Tensor Programs V: Tuning Large Neural Networks via Zero-Shot Hyperparameter Transfer
This addresses the problem of expensive hyperparameter tuning for researchers and practitioners working with billion-parameter models, offering a novel paradigm that reduces computational costs.
The paper tackles the high cost of hyperparameter tuning for large neural networks by introducing muTransfer, a method that leverages Maximal Update Parametrization to enable zero-shot transfer of optimal hyperparameters from smaller to larger models, achieving results like outperforming BERT-large and GPT-3 with significantly reduced tuning costs.

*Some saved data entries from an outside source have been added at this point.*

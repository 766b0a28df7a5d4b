/**
 * Login Handler
 *
 * POST /login - authenticates an email/password pair and issues a session
 * token.
 *
 * # Security Notes
 *
 * - Unknown email and wrong password produce the same 400 response, so the
 *   endpoint does not reveal whether an email is registered
 * - The returned user is sanitized; the password hash never leaves the
 *   service layer
 */

use std::sync::Arc;

use axum::{extract::State, response::Json};

use crate::backend::auth::error::AuthError;
use crate::backend::auth::service::AuthService;
use crate::shared::api::{LoginRequest, LoginResponse};

/// Login handler
pub async fn login(
    State(auth): State<Arc<AuthService>>,
    Json(request): Json<LoginRequest>,
) -> Result<Json<LoginResponse>, AuthError> {
    tracing::info!("Login request for email: {}", request.email);

    let (user, token) = auth.login(&request.email, &request.password).await?;

    Ok(Json(LoginResponse {
        message: "Login successful".to_string(),
        user: user.profile(),
        token,
    }))
}
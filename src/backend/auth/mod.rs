//! Authentication Module
//!
//! This module handles user accounts, credential verification, and session
//! tokens.
//!
//! # Architecture
//!
//! The auth module is organized into focused submodules:
//!
//! - **`users`** - User model and the `UserStore` persistence interface
//! - **`sessions`** - Session-token issuance and verification
//! - **`google`** - Google ID-token verification (separate trust root)
//! - **`service`** - The `AuthService` orchestrator
//! - **`error`** - Error taxonomy and HTTP conversion
//! - **`handlers`** - HTTP handlers for the auth endpoints
//!
//! # Authentication Flow
//!
//! 1. **Signup**: full name, email, password → bcrypt hash → user row
//! 2. **Login**: email, password → hash comparison → session token
//! 3. **Google login**: ID token → JWKS verification → lookup or provision
//!    → session token
//! 4. **Protected requests**: `Authorization: Bearer` → middleware
//!    verification → principal in request extensions
//!
//! # Security
//!
//! - Passwords are hashed with bcrypt (work factor 10) before storage
//! - Session tokens are stateless HS256 JWTs with a one-hour expiry
//! - Login failures do not reveal whether an email is registered
//! - The Google path and the local issuer share no signing material

/// User model and persistence
pub mod users;

/// Session-token issuance and verification
pub mod sessions;

/// Google ID-token verification
pub mod google;

/// Authentication orchestration
pub mod service;

/// Error taxonomy
pub mod error;

/// HTTP handlers for authentication endpoints
pub mod handlers;

pub use error::AuthError;
pub use handlers::{get_me, google_login, login, signup};
pub use service::AuthService;
//! Shared Types
//!
//! This module defines the types that cross the client/server boundary:
//! the role enumeration, the sanitized user profile, and the request and
//! response bodies of the authentication endpoints.
//!
//! Nothing in this module touches a database or an HTTP stack; both sides
//! serialize these types with serde.

/// Role and sanitized user profile
pub mod user;

/// Request and response bodies for the auth endpoints
pub mod api;

pub use api::{
    GoogleLoginRequest, GoogleLoginResponse, GoogleUserSummary, LoginRequest, LoginResponse,
    SignupRequest, SignupResponse,
};
pub use user::{Role, UserProfile};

Hyperparameter (HP) tuning in deep learning is an expensive process, prohibitively so for neural networks (NNs) with billions of parameters. We show that, in the recently discovered Maximal Update Parametrization (muP), many optimal HPs remain stable even as model size changes. This leads to a new HP tuning paradigm we call muTransfer: parametrize the target model in muP, tune the HP indirectly on a smaller model, and zero-shot transfer them to the full-sized model, i.e., without directly tuning the latter at all. We verify muTransfer on Transformer and ResNet. For example, 1) by transferring pretraining HPs from a model of 13M parameters, we outperform published numbers of BERT-large (350M parameters), with a total tuning cost equivalent to pretraining BERT-large once; 2) by transferring from 40M parameters, we outperform published numbers of the 6.7B GPT-3 model, with tuning cost only 7% of total pretraining cost. A Pytorch implementation of our technique can be found at github.com/microsoft/mup and installable via `pip install mup`.